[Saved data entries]

>>>

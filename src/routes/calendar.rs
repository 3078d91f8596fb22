use actix_web::{web, HttpResponse};
use serde::Deserialize;
use serde_json::json;

use crate::error::ApiError;
use crate::models::{hhmm, CalendarItem, CalendarKind, CalendarKindTag, Id, NewCalendarItem};
use crate::routes::{created, AppState};
use crate::validation::{keep_or, Checks};

/// Flat wire form of every calendar variant; which fields apply depends on the kind.
#[derive(Debug, Default, Clone, Deserialize)]
#[serde(default)]
pub struct CalendarPayload {
    #[serde(rename = "type")]
    pub kind: String,
    pub semester: String,
    pub academic_year: String,
    pub open_date: String,
    pub close_date: String,
    pub time_in: String,
    pub time_out: String,
    pub name: String,
    pub start_date: String,
    pub end_date: String,
    pub title: String,
    pub date: String,
    pub start_time: String,
    pub end_time: String,
    pub note: Option<String>,
}

fn date_text(d: &chrono::NaiveDate) -> String {
    d.format("%Y-%m-%d").to_string()
}

fn time_text(t: &chrono::NaiveTime) -> String {
    t.format(hhmm::FORMAT).to_string()
}

impl CalendarPayload {
    fn from_item(item: &CalendarItem) -> Self {
        let mut p = CalendarPayload { kind: item.kind.tag().to_string(), note: Some(item.note.clone()), ..Default::default() };
        match &item.kind {
            CalendarKind::Normal { semester, academic_year, open_date, close_date, time_in, time_out } => {
                p.semester = semester.clone();
                p.academic_year = academic_year.clone();
                p.open_date = date_text(open_date);
                p.close_date = date_text(close_date);
                p.time_in = time_text(time_in);
                p.time_out = time_text(time_out);
            }
            CalendarKind::Holiday { name, start_date, end_date } => {
                p.name = name.clone();
                p.start_date = date_text(start_date);
                p.end_date = end_date.as_ref().map(date_text).unwrap_or_default();
            }
            CalendarKind::Event { title, date, start_time, end_time } => {
                p.title = title.clone();
                p.date = date_text(date);
                p.start_time = start_time.as_ref().map(time_text).unwrap_or_default();
                p.end_time = end_time.as_ref().map(time_text).unwrap_or_default();
            }
        }
        p
    }

    /// Blank incoming fields keep the stored value; `note` is replaced whenever sent.
    fn over(self, stored: CalendarPayload) -> Self {
        Self {
            kind: stored.kind,
            semester: keep_or(&self.semester, &stored.semester),
            academic_year: keep_or(&self.academic_year, &stored.academic_year),
            open_date: keep_or(&self.open_date, &stored.open_date),
            close_date: keep_or(&self.close_date, &stored.close_date),
            time_in: keep_or(&self.time_in, &stored.time_in),
            time_out: keep_or(&self.time_out, &stored.time_out),
            name: keep_or(&self.name, &stored.name),
            start_date: keep_or(&self.start_date, &stored.start_date),
            end_date: keep_or(&self.end_date, &stored.end_date),
            title: keep_or(&self.title, &stored.title),
            date: keep_or(&self.date, &stored.date),
            start_time: keep_or(&self.start_time, &stored.start_time),
            end_time: keep_or(&self.end_time, &stored.end_time),
            note: self.note.or(stored.note),
        }
    }
}

pub fn validate(tag: CalendarKindTag, p: &CalendarPayload) -> Result<NewCalendarItem, ApiError> {
    let mut c = Checks::new();
    let kind = match tag {
        CalendarKindTag::Normal => {
            c.required("semester", &p.semester);
            c.required("academic_year", &p.academic_year);
            let open = c.date("open_date", &p.open_date);
            let close = c.date("close_date", &p.close_date);
            let time_in = c.time("time_in", &p.time_in);
            let time_out = c.time("time_out", &p.time_out);
            if let (Some(o), Some(cl)) = (open, close) {
                if o > cl {
                    c.fail("close_date", "must not be before open_date");
                }
            }
            if let (Some(i), Some(o)) = (time_in, time_out) {
                if i >= o {
                    c.fail("time_out", "must be after time_in");
                }
            }
            match (open, close, time_in, time_out) {
                (Some(open_date), Some(close_date), Some(time_in), Some(time_out)) => Some(CalendarKind::Normal {
                    semester: p.semester.trim().to_string(),
                    academic_year: p.academic_year.trim().to_string(),
                    open_date,
                    close_date,
                    time_in,
                    time_out,
                }),
                _ => None,
            }
        }
        CalendarKindTag::Holiday => {
            c.required("name", &p.name);
            let start = c.date("start_date", &p.start_date);
            let end = c.optional_date("end_date", &p.end_date);
            if let (Some(s), Some(e)) = (start, end) {
                if e < s {
                    c.fail("end_date", "must not be before start_date");
                }
            }
            start.map(|start_date| CalendarKind::Holiday { name: p.name.trim().to_string(), start_date, end_date: end })
        }
        CalendarKindTag::Event => {
            c.required("title", &p.title);
            let date = c.date("date", &p.date);
            let start_time = c.optional_time("start_time", &p.start_time);
            let end_time = c.optional_time("end_time", &p.end_time);
            if let (Some(s), Some(e)) = (start_time, end_time) {
                if e <= s {
                    c.fail("end_time", "must be after start_time");
                }
            }
            date.map(|date| CalendarKind::Event { title: p.title.trim().to_string(), date, start_time, end_time })
        }
    };
    c.finish()?;
    let kind = kind.ok_or(ApiError::MISSING_FIELDS)?;
    Ok(NewCalendarItem { kind, note: p.note.as_deref().unwrap_or("").trim().to_string() })
}

fn kind_of(segment: &str) -> Result<CalendarKindTag, ApiError> {
    CalendarKindTag::from_segment(segment).ok_or(ApiError::NOT_FOUND)
}

#[derive(Debug, Default, Deserialize)]
#[serde(default)]
pub struct ListParams {
    #[serde(rename = "type")]
    kind: Option<String>,
}

pub async fn list(data: web::Data<AppState>, params: web::Query<ListParams>) -> Result<HttpResponse, ApiError> {
    let tag = match params.kind.as_deref().map(str::trim).filter(|s| !s.is_empty()) {
        Some(raw) => Some(
            CalendarKindTag::from_segment(raw)
                .ok_or_else(|| ApiError::field("type", "must be one of: normal, holiday, event"))?,
        ),
        None => None,
    };
    let items = data.repo.list_calendar(tag).await?;
    Ok(HttpResponse::Ok().json(items))
}

/// `/calendar/{id}` for a numeric segment, else `/calendar/{kind}`.
pub async fn get_segment(data: web::Data<AppState>, path: web::Path<String>) -> Result<HttpResponse, ApiError> {
    let segment = path.into_inner();
    if let Ok(id) = segment.trim().parse::<Id>() {
        let item = data.repo.get_calendar(id).await?;
        return Ok(HttpResponse::Ok().json(item));
    }
    let items = data.repo.list_calendar(Some(kind_of(&segment)?)).await?;
    Ok(HttpResponse::Ok().json(items))
}

async fn insert(data: &AppState, tag: CalendarKindTag, p: &CalendarPayload) -> Result<HttpResponse, ApiError> {
    let item = data.repo.create_calendar(validate(tag, p)?).await?;
    tracing::info!(calendar_id = item.id, kind = tag.as_str(), "calendar item created");
    Ok(created(&json!({ "id": item.id })))
}

pub async fn create(data: web::Data<AppState>, payload: web::Json<CalendarPayload>) -> Result<HttpResponse, ApiError> {
    let tag = CalendarKindTag::from_segment(&payload.kind)
        .ok_or_else(|| ApiError::field("type", "must be one of: normal, holiday, event"))?;
    insert(&data, tag, &payload).await
}

pub async fn create_kind(data: web::Data<AppState>, path: web::Path<String>, payload: web::Json<CalendarPayload>) -> Result<HttpResponse, ApiError> {
    let tag = kind_of(&path)?;
    insert(&data, tag, &payload).await
}

/// Fetches `id` and insists it is of the kind named in the path.
async fn stored_of_kind(data: &AppState, tag: CalendarKindTag, id: Id) -> Result<CalendarItem, ApiError> {
    let item = data.repo.get_calendar(id).await?;
    if item.kind.tag() != tag {
        return Err(ApiError::NOT_FOUND);
    }
    Ok(item)
}

pub async fn update(data: web::Data<AppState>, path: web::Path<(String, Id)>, payload: web::Json<CalendarPayload>) -> Result<HttpResponse, ApiError> {
    let (segment, id) = path.into_inner();
    let tag = kind_of(&segment)?;
    let stored = stored_of_kind(&data, tag, id).await?;
    let merged = payload.into_inner().over(CalendarPayload::from_item(&stored));
    let item = data.repo.update_calendar(id, validate(tag, &merged)?).await?;
    Ok(HttpResponse::Ok().json(item))
}

pub async fn delete(data: web::Data<AppState>, path: web::Path<(String, Id)>) -> Result<HttpResponse, ApiError> {
    let (segment, id) = path.into_inner();
    let tag = kind_of(&segment)?;
    stored_of_kind(&data, tag, id).await?;
    data.repo.delete_calendar(id).await?;
    Ok(HttpResponse::NoContent().finish())
}

#[cfg(test)]
mod tests {
    use super::*;

    fn normal() -> CalendarPayload {
        CalendarPayload {
            semester: "1".into(),
            academic_year: "2568".into(),
            open_date: "2025-05-16".into(),
            close_date: "2025-10-10".into(),
            time_in: "07:30".into(),
            time_out: "15:30".into(),
            ..Default::default()
        }
    }

    #[test]
    fn normal_term_orders_dates_and_times() {
        assert!(validate(CalendarKindTag::Normal, &normal()).is_ok());

        let mut p = normal();
        p.close_date = "2025-05-01".into();
        p.time_out = "07:30".into();
        let ApiError::Validation(f) = validate(CalendarKindTag::Normal, &p).unwrap_err() else { panic!() };
        assert!(f.contains_key("close_date"));
        assert!(f.contains_key("time_out"));
    }

    #[test]
    fn single_day_holiday_has_no_end() {
        let p = CalendarPayload { name: "Songkran".into(), start_date: "2025-04-13".into(), ..Default::default() };
        let item = validate(CalendarKindTag::Holiday, &p).unwrap();
        assert_eq!(item.kind.holiday_on("2025-04-13".parse().unwrap()), Some("Songkran"));
        assert_eq!(item.kind.holiday_on("2025-04-14".parse().unwrap()), None);
    }

    #[test]
    fn partial_update_keeps_stored_fields_and_may_clear_note() {
        let stored = CalendarPayload { note: Some("bring hats".into()), ..normal() };
        let incoming = CalendarPayload { time_out: "16:00".into(), note: Some(String::new()), ..Default::default() };
        let merged = incoming.over(stored);
        let item = validate(CalendarKindTag::Normal, &merged).unwrap();
        assert_eq!(item.note, "");
        match item.kind {
            CalendarKind::Normal { semester, time_out, .. } => {
                assert_eq!(semester, "1");
                assert_eq!(time_out.format("%H:%M").to_string(), "16:00");
            }
            other => panic!("unexpected {other:?}"),
        }
    }
}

<<<

Search the entries for the word "chrono", then copy every line in which it is found.

* _Exercise solution_:
fn date_text(d: &chrono::NaiveDate) -> String {
fn time_text(t: &chrono::NaiveTime) -> String {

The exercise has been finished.